Attribute Error when using Custom gymnasium Environment

How severe does this issue affect your experience of using Ray?

  • High: It blocks me to complete my task.

I am learning how to use Ray and the book I am using was written using an older version or Ray. I am currently running into an issue with RLlib where the problem seems to be stemming from using a Custom Environment. The code errors out with a AttributeError: 'NoneType' object has no attribute 'build_encoder'. It seems this is an issue with building a catalog but at this stage of my learning of ray I don’t really know what that is. Any help would be appreciated. Here is the code I am using:

import gymnasium as gym
from gymnasium.spaces import Discrete
import os
from ray.tune.logger import pretty_print
from ray.rllib.algorithms.dqn import DQNConfig
from ray.tune.registry import register_env

class MyEnvironment(gym.Env):

    seeker, goal = (0, 0), (4, 4)
    info = {'seeker': seeker, 'goal': goal}

    def __init__(self,  config=None):
        self.action_space = Discrete(4)
        self.observation_space = Discrete(5*5)

    def reset(self, seed=None, options=None):
        """Reset seeker and goal positions, return observations."""
        self.seeker = (0, 0)
        self.goal = (4, 4)

        return self.get_observation(), {}

    def get_observation(self):
        """Encode the seeker position as integer"""
        return 5 * self.seeker[0] + self.seeker[1]

    def get_reward(self):
        """Reward finding the goal"""
        return 1 if self.seeker == self.goal else 0

    def is_done(self):
        """We're done if we found the goal"""
        return self.seeker == self.goal

    def step(self, action):
        """Take a step in a direction and return all available information."""
        if action == 0:  # move down
            self.seeker = (min(self.seeker[0] + 1, 4), self.seeker[1])
        elif action == 1:  # move left
            self.seeker = (self.seeker[0], max(self.seeker[1] - 1, 0))
        elif action == 2:  # move up
            self.seeker = (max(self.seeker[0] - 1, 0), self.seeker[1])
        elif action == 3:  # move right
            self.seeker = (self.seeker[0], min(self.seeker[1] + 1, 4))
        else:
            raise ValueError("Invalid action")

        return self.get_observation()[0], self.get_reward(), self.is_done(), False, self.info

    def render(self, *args, **kwargs):
        """Render the environment, e.g. by printing its representation."""
        os.system('cls' if os.name == 'nt' else 'clear')
        try:
            from IPython.display import clear_output
            clear_output(wait=True)
        except Exception:
            pass
        grid = [['| ' for _ in range(5)] + ["|\n"] for _ in range(5)]
        grid[self.goal[0]][self.goal[1]] = '|G'
        grid[self.seeker[0]][self.seeker[1]] = '|S'
        print(''.join([''.join(grid_row) for grid_row in grid]))

config = (
    DQNConfig()
      .environment(MyEnvironment, env_config={})
      .env_runners(
          num_env_runners = 2, 
          create_env_on_local_worker = True, 
      )
      .api_stack(
          enable_rl_module_and_learner=True, 
          enable_env_runner_and_connector_v2=True
      )
)

algo = config.build_algo()

@Dekermanjian,

Would it be easier to downgrade to the same version of Ray the book uses?

Thank you for the quick response, @mannyv.

Yes that would certainly be an option and it would be the simplest option.

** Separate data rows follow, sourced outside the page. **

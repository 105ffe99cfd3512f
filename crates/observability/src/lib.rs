//! Tracing and logging (shared setup).

/// Initialize process-wide observability (tracing/logging).
///
/// This is safe to call multiple times; subsequent calls become no-ops.
pub fn init() {
    tracing::init(tracing::LogFormat::from_env());
}

/// Tracing configuration (filters, output format).
pub mod tracing;
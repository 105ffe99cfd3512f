use axum::Router;

pub mod sessions;
pub mod system;

/// Router for all session-scoped endpoints.
pub fn router() -> Router {
    Router::new().nest("/sessions", sessions::router())
}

But then that would mean that I would always have to use a downgraded version of Ray because I don’t know how to work around the error with a current version of Ray.

@Dekermanjian,

I guess it sorry of depends on your learning objectives. If you want to learn about reinforcement learning, in a hands on way, and ticket with how the pieces got together then it really doesn’t matter which version you use.

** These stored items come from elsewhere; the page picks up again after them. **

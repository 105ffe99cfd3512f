//! Strongly-typed identifiers used across the domain.

use core::str::FromStr;
use serde::{Deserialize, Serialize};
use uuid::Uuid;

use crate::error::DomainError;

/// Identifier of a wallet ledger (one per session).
#[derive(Debug, Copy, Clone, PartialEq, Eq, Hash, Serialize, Deserialize)]
#[serde(transparent)]
pub struct WalletId(Uuid);

/// Identifier of a single ledger transaction.
#[derive(Debug, Copy, Clone, PartialEq, Eq, Hash, PartialOrd, Ord, Serialize, Deserialize)]
#[serde(transparent)]
pub struct TransactionId(Uuid);

/// Identifier of an acknowledged support request.
#[derive(Debug, Copy, Clone, PartialEq, Eq, Hash, Serialize, Deserialize)]
#[serde(transparent)]
pub struct TicketId(Uuid);

macro_rules! impl_uuid_newtype {
    ($t:ty, $name:literal) => {
        impl $t {
            /// Create a new identifier.
            ///
            /// Uses UUIDv7 (time-ordered), so ids created later sort later.
            pub fn new() -> Self {
                Self(Uuid::now_v7())
            }
        }

        impl Default for $t {
            fn default() -> Self {
                Self::new()
            }
        }

        impl core::fmt::Display for $t {
            fn fmt(&self, f: &mut core::fmt::Formatter<'_>) -> core::fmt::Result {
                core::fmt::Display::fmt(&self.0, f)
            }
        }

        impl FromStr for $t {
            type Err = DomainError;

            fn from_str(s: &str) -> Result<Self, Self::Err> {
                let uuid = Uuid::from_str(s)
                    .map_err(|e| DomainError::invalid_id(format!("{}: {}", $name, e)))?;
                Ok(Self(uuid))
            }
        }
    };
}

impl_uuid_newtype!(WalletId, "WalletId");
impl_uuid_newtype!(TransactionId, "TransactionId");
impl_uuid_newtype!(TicketId, "TicketId");

#[cfg(test)]
mod tests {
    use super::*;

    #[test]
    fn round_trips_through_display() {
        let id = WalletId::new();
        let parsed: WalletId = id.to_string().parse().unwrap();
        assert_eq!(parsed, id);
    }

    #[test]
    fn malformed_id_is_rejected_with_type_name() {
        let err = "not-a-uuid".parse::<TransactionId>().unwrap_err();
        match err {
            DomainError::InvalidId(msg) => assert!(msg.starts_with("TransactionId")),
            other => panic!("unexpected error: {other:?}"),
        }
    }
}
//! Domain error model.

use thiserror::Error;

/// Result type used across the domain layer.
pub type DomainResult<T> = Result<T, DomainError>;

/// Domain-level error.
///
/// Generic failures shared by every crate (malformed ids, blank input,
/// unknown sessions). Ledger-specific rejections live in the wallet crate.
#[derive(Debug, Error, Clone, PartialEq, Eq)]
pub enum DomainError {
    /// A value failed validation (e.g. blank text).
    #[error("validation failed: {0}")]
    Validation(String),

    /// An identifier was invalid (e.g. parse failure).
    #[error("invalid identifier: {0}")]
    InvalidId(String),

    /// A requested resource was not found.
    #[error("not found")]
    NotFound,
}

impl DomainError {
    pub fn validation(msg: impl Into<String>) -> Self {
        Self::Validation(msg.into())
    }

    pub fn invalid_id(msg: impl Into<String>) -> Self {
        Self::InvalidId(msg.into())
    }

    pub fn not_found() -> Self {
        Self::NotFound
    }
}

On the other hand, the RLLIB implementation and core abstractions have changed drastically in the past two years and are still partway through that migration. You could expect to spend a lot of time figuring out how the new pieces match up with the old ones and how to convert everything. There is also a lot of valuable learning and skills to develop in doing that but those are not really reinforcement learning related.

Thank you @mannyv for that information. The book I am going through is about how to scale workloads with Ray. It walks through the different components of Ray and discusses how they work and provides some nice simple examples. The focus of the book is not reinforcement learning. The focus is on how to use Ray to scale up your workload. Which is why I am trying to go through the book with a newer version of Ray.

It seems like with the changes that have been made to Ray RLlib, the issue I am facing is not an easy to get working. Is that correct?